Stored data:

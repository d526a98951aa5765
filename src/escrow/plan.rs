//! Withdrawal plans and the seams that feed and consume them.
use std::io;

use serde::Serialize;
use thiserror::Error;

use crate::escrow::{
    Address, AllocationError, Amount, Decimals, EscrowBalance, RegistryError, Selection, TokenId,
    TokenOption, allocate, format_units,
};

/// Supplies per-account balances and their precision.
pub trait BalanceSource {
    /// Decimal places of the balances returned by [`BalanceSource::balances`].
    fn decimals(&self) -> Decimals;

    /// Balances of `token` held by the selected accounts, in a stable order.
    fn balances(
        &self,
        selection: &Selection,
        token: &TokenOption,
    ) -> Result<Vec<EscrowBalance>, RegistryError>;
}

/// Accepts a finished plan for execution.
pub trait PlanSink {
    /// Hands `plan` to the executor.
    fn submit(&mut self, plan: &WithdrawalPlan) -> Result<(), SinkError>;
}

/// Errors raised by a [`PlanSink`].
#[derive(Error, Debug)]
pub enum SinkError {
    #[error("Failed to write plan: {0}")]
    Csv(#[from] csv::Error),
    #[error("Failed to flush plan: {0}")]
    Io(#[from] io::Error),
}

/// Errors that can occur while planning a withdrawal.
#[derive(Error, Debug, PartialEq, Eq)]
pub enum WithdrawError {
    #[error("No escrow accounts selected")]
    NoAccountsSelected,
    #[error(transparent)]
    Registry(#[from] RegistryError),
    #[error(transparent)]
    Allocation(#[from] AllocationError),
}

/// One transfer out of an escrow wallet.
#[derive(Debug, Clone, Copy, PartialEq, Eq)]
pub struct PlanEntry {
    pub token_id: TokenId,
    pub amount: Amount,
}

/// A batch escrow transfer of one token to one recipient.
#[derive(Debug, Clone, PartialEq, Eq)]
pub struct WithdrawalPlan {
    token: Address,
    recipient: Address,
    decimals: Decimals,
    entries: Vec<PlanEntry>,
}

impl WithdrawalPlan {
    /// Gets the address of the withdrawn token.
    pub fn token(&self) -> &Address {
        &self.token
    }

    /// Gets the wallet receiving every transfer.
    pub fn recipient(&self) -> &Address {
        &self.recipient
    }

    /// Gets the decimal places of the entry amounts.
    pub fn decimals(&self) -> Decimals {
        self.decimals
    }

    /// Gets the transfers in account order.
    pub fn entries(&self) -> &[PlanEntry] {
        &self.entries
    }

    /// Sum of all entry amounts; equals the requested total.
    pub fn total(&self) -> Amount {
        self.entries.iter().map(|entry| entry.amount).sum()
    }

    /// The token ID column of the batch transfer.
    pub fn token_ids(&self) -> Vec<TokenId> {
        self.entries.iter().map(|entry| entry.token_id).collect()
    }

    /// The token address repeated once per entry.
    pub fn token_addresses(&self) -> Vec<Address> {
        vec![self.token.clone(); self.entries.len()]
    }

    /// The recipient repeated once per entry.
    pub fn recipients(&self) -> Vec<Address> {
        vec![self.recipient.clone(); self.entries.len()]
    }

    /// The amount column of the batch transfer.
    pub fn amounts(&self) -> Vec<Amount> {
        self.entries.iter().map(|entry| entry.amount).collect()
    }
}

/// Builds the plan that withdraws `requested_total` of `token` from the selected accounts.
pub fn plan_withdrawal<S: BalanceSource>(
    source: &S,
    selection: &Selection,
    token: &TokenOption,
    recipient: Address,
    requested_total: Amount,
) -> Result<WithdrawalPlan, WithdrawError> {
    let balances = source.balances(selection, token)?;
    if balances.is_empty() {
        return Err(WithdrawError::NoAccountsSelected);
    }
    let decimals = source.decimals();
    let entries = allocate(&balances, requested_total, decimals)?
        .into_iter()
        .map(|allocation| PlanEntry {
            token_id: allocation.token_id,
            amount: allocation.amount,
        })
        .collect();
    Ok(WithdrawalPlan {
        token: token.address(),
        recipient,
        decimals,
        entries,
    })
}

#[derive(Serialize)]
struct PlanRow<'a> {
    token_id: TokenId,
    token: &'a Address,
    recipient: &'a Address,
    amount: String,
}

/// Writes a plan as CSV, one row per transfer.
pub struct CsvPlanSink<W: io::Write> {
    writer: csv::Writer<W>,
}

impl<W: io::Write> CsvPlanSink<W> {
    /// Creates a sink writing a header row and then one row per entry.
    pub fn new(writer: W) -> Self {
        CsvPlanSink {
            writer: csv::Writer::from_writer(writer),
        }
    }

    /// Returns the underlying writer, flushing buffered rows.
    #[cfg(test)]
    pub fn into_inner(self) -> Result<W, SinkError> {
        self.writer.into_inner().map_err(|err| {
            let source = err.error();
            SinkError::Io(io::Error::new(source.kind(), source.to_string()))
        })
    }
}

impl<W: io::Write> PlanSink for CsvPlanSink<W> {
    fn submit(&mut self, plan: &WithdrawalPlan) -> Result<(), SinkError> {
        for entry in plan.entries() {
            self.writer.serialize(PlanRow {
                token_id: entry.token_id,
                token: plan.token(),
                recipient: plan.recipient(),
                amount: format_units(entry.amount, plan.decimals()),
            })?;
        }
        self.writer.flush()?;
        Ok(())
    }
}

> PROBLEM
What is needed is a copy of every line above in which "SinkError" appears.

> RESULT FOR THIS EXERCISE
    fn submit(&mut self, plan: &WithdrawalPlan) -> Result<(), SinkError>;
pub enum SinkError {
    pub fn into_inner(self) -> Result<W, SinkError> {
            SinkError::Io(io::Error::new(source.kind(), source.to_string()))
    fn submit(&mut self, plan: &WithdrawalPlan) -> Result<(), SinkError> {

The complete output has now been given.